There’s no ad-server, there is no exchange, there is no tracking partner, there is no data management platform.

LL: Without tracking those advertisements are going to be very broad..

Brendan Eich: No, they can be targeted and that’s an interesting idea.

The targeting can be based on your entire browser signalling history that’s blocked. You know, we’re blocking third parties from tracking you but, if you’re opting in this ad program, we’re not ignoring all the signals that would be tracked.

So, by privately running machine learning in your browser it can see you’re reading the Wall Street Journal and you have an affinity for European cars – maybe you’ve been searching for a new car and you haven’t found one yet. Now you get an opportunity to look at an Audi ad.

We don’t like the word ‘targeted’ because it suggests somebody remote with a rifle, right?

The idea with these user private ads is not just to give the user a share of the revenue. That’s just the standard, 70% for whoever owns the ad space. So, we’re following a fixed fee structure. But also to let the user’s wallet fill up again. So users who opt into this do not get tracked, they do not get identified to the advertiser unless they choose to be later.

But they get 70% of the fee, the advertisement gross payment and that fills their wallet for giving back to their favourite sites through our User Interface. So, when you opt into the ads, this system of Brave Payments is enabled as well. I think we’re gonna call it ‘Brave Rewards’.

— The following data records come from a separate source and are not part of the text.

use std::sync::Arc;

use reqwest::{Client, RequestBuilder, Response};
use serde::{Deserialize, Serialize};
use tracing::debug;

use crate::remote::auth::TokenProvider;
use crate::remote::error::{RemoteError, Result};
use crate::remote::folder_list::{FolderList, PageFetcher, PagedListing};
use crate::remote::remote_client::RemoteClient;
use crate::remote::types::{FileInfo, FolderInfo, ItemEntry, ItemPage};

/// Base URL of the Box Content API.
pub const DEFAULT_API_URL: &str = "https://api.box.com/2.0";

/// Largest page the items endpoint accepts.
pub const MAX_PAGE_SIZE: u32 = 1000;

/// Fields requested for every item so listings carry name and size.
const ITEM_FIELDS: &str = "type,id,name,size";

/// Configuration for BoxClient.
#[derive(Debug, Clone)]
pub struct BoxClientConfig {
    /// API base URL, without a trailing slash.
    pub api_url: String,
    /// Number of children requested per listing page.
    pub page_size: u32,
}

impl Default for BoxClientConfig {
    fn default() -> Self {
        Self {
            api_url: DEFAULT_API_URL.to_string(),
            page_size: MAX_PAGE_SIZE,
        }
    }
}

impl BoxClientConfig {
    /// Set the API base URL.
    pub fn with_api_url(mut self, api_url: impl Into<String>) -> Self {
        self.api_url = api_url.into().trim_end_matches('/').to_string();
        self
    }

    /// Set the listing page size, clamped to what the API accepts.
    pub fn with_page_size(mut self, page_size: u32) -> Self {
        self.page_size = page_size.clamp(1, MAX_PAGE_SIZE);
        self
    }
}

/// Inner state for BoxClient, wrapped in Arc for sharing with listings.
struct BoxClientInner {
    http: Client,
    api_url: String,
    page_size: u32,
    tokens: Arc<dyn TokenProvider>,
}

/// A `RemoteClient` backed by the Box Content API.
///
/// Listings use marker-based paging and fetch one page at a time as entries
/// are consumed. Folder copies are performed server-side by the provider.
#[derive(Clone)]
pub struct BoxClient {
    inner: Arc<BoxClientInner>,
}

#[derive(Debug, Deserialize)]
struct ItemJson {
    #[serde(rename = "type")]
    item_type: String,
    id: String,
    #[serde(default)]
    name: String,
    #[serde(default)]
    size: Option<u64>,
}

#[derive(Debug, Deserialize)]
struct ItemCollectionJson {
    #[serde(default)]
    entries: Vec<ItemJson>,
    #[serde(default)]
    next_marker: Option<String>,
}

#[derive(Debug, Deserialize)]
struct ErrorJson {
    #[serde(default)]
    code: Option<String>,
    #[serde(default)]
    message: Option<String>,
    #[serde(default)]
    request_id: Option<String>,
}

#[derive(Serialize)]
struct ParentJson<'a> {
    id: &'a str,
}

#[derive(Serialize)]
struct CopyRequestJson<'a> {
    parent: ParentJson<'a>,
}

impl BoxClient {
    /// Create a new client using the given token provider.
    pub fn new(config: BoxClientConfig, tokens: Arc<dyn TokenProvider>) -> Self {
        Self::with_client(Client::new(), config, tokens)
    }

    /// Create a new client with a custom reqwest client.
    pub fn with_client(http: Client, config: BoxClientConfig, tokens: Arc<dyn TokenProvider>) -> Self {
        Self {
            inner: Arc::new(BoxClientInner {
                http,
                api_url: config.api_url.trim_end_matches('/').to_string(),
                page_size: config.page_size.clamp(1, MAX_PAGE_SIZE),
                tokens,
            }),
        }
    }
}

impl BoxClientInner {
    fn folder_url(&self, folder_id: &str) -> String {
        format!("{}/folders/{}", self.api_url, folder_id)
    }

    fn items_url(&self, folder_id: &str) -> String {
        format!("{}/folders/{}/items", self.api_url, folder_id)
    }

    fn copy_url(&self, folder_id: &str) -> String {
        format!("{}/folders/{}/copy", self.api_url, folder_id)
    }

    /// Authorize and send a request, turning non-success statuses into errors.
    async fn send(&self, request: RequestBuilder) -> Result<Response> {
        let token = self.tokens.access_token().await?;
        let response = request.bearer_auth(token).send().await?;

        let status = response.status();
        if status.is_success() {
            Ok(response)
        } else {
            let body = response.text().await.unwrap_or_default();
            Err(parse_api_error(status.as_u16(), &body))
        }
    }

    async fn fetch_items(&self, folder_id: &str, marker: Option<&str>) -> Result<ItemPage> {
        let limit = self.page_size.to_string();
        let mut query = vec![
            ("fields", ITEM_FIELDS),
            ("limit", limit.as_str()),
            ("usemarker", "true"),
        ];
        if let Some(marker) = marker {
            query.push(("marker", marker));
        }

        debug!(folder_id, marker, "fetching folder items page");
        let response = self
            .send(self.http.get(self.items_url(folder_id)).query(&query))
            .await?;
        let collection: ItemCollectionJson = response
            .json()
            .await
            .map_err(|e| RemoteError::InvalidResponse(format!("folder items: {}", e)))?;

        Ok(item_page_from_json(collection))
    }
}

impl RemoteClient for BoxClient {
    async fn list_folder(&self, folder_id: &str) -> Result<FolderList> {
        Ok(FolderList::new(PagedListing::new(BoxPageFetcher {
            inner: Arc::clone(&self.inner),
            folder_id: folder_id.to_string(),
        })))
    }

    async fn get_folder_info(&self, folder_id: &str) -> Result<FolderInfo> {
        let response = self
            .inner
            .send(
                self.inner
                    .http
                    .get(self.inner.folder_url(folder_id))
                    .query(&[("fields", ITEM_FIELDS)]),
            )
            .await?;
        let item: ItemJson = response
            .json()
            .await
            .map_err(|e| RemoteError::InvalidResponse(format!("folder info: {}", e)))?;

        folder_info_from_json(item)
    }

    async fn copy_folder(&self, folder_id: &str, destination_id: &str) -> Result<FolderInfo> {
        let body = CopyRequestJson {
            parent: ParentJson { id: destination_id },
        };
        let response = self
            .inner
            .send(
                self.inner
                    .http
                    .post(self.inner.copy_url(folder_id))
                    .query(&[("fields", ITEM_FIELDS)])
                    .json(&body),
            )
            .await?;
        let item: ItemJson = response
            .json()
            .await
            .map_err(|e| RemoteError::InvalidResponse(format!("copied folder: {}", e)))?;

        folder_info_from_json(item)
    }
}

/// Fetches pages of one folder's items.
struct BoxPageFetcher {
    inner: Arc<BoxClientInner>,
    folder_id: String,
}

impl PageFetcher for BoxPageFetcher {
    async fn fetch_page(&self, marker: Option<&str>) -> Result<ItemPage> {
        self.inner.fetch_items(&self.folder_id, marker).await
    }
}

fn item_page_from_json(collection: ItemCollectionJson) -> ItemPage {
    let entries = collection
        .entries
        .into_iter()
        .map(|item| {
            let size = item.size.unwrap_or(0);
            if item.item_type == "folder" {
                ItemEntry::Folder(FolderInfo::new(item.id, item.name, size))
            } else {
                ItemEntry::File(FileInfo {
                    id: item.id,
                    name: item.name,
                    size,
                })
            }
        })
        .collect();

    ItemPage {
        entries,
        next_marker: collection.next_marker,
    }
}

fn folder_info_from_json(item: ItemJson) -> Result<FolderInfo> {
    if item.item_type != "folder" {
        return Err(RemoteError::InvalidResponse(format!(
            "expected folder {}, got {}",
            item.id, item.item_type
        )));
    }
    Ok(FolderInfo::new(item.id, item.name, item.size.unwrap_or(0)))
}

/// Build an `Api` error from a non-success response, keeping the provider's
/// diagnostic fields when the body carries them.
fn parse_api_error(status: u16, body: &str) -> RemoteError {
    match serde_json::from_str::<ErrorJson>(body) {
        Ok(err) => RemoteError::Api {
            status,
            code: err.code.unwrap_or_else(|| "unknown".to_string()),
            message: err
                .message
                .unwrap_or_else(|| format!("request failed with status {}", status)),
            request_id: err.request_id,
        },
        Err(_) => RemoteError::Api {
            status,
            code: "unknown".to_string(),
            message: format!("request failed with status {}", status),
            request_id: None,
        },
    }
}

That means – this is the really tricky part – we don’t make the users identify themselves to us since we’re not giving them tokens to take to the bank. We’re giving them tokens in the wallet in the browser in a controlled flow back to their favourite creators.

We want to let users who earn that revenue take it out if they choose to – it’s their tokens. But they’re going to have to go through a bank or an exchange to do that and those all involve what’s called ‘KYC’ – Know Your Customer.

So, we’re working with Civic on making that decentralised KYC solution usable so that people can take their BAT directly out. That’s not available yet but we will make it available this year. We want to let users take it but we think that most users will give it back, by default to their favourite sites and creators.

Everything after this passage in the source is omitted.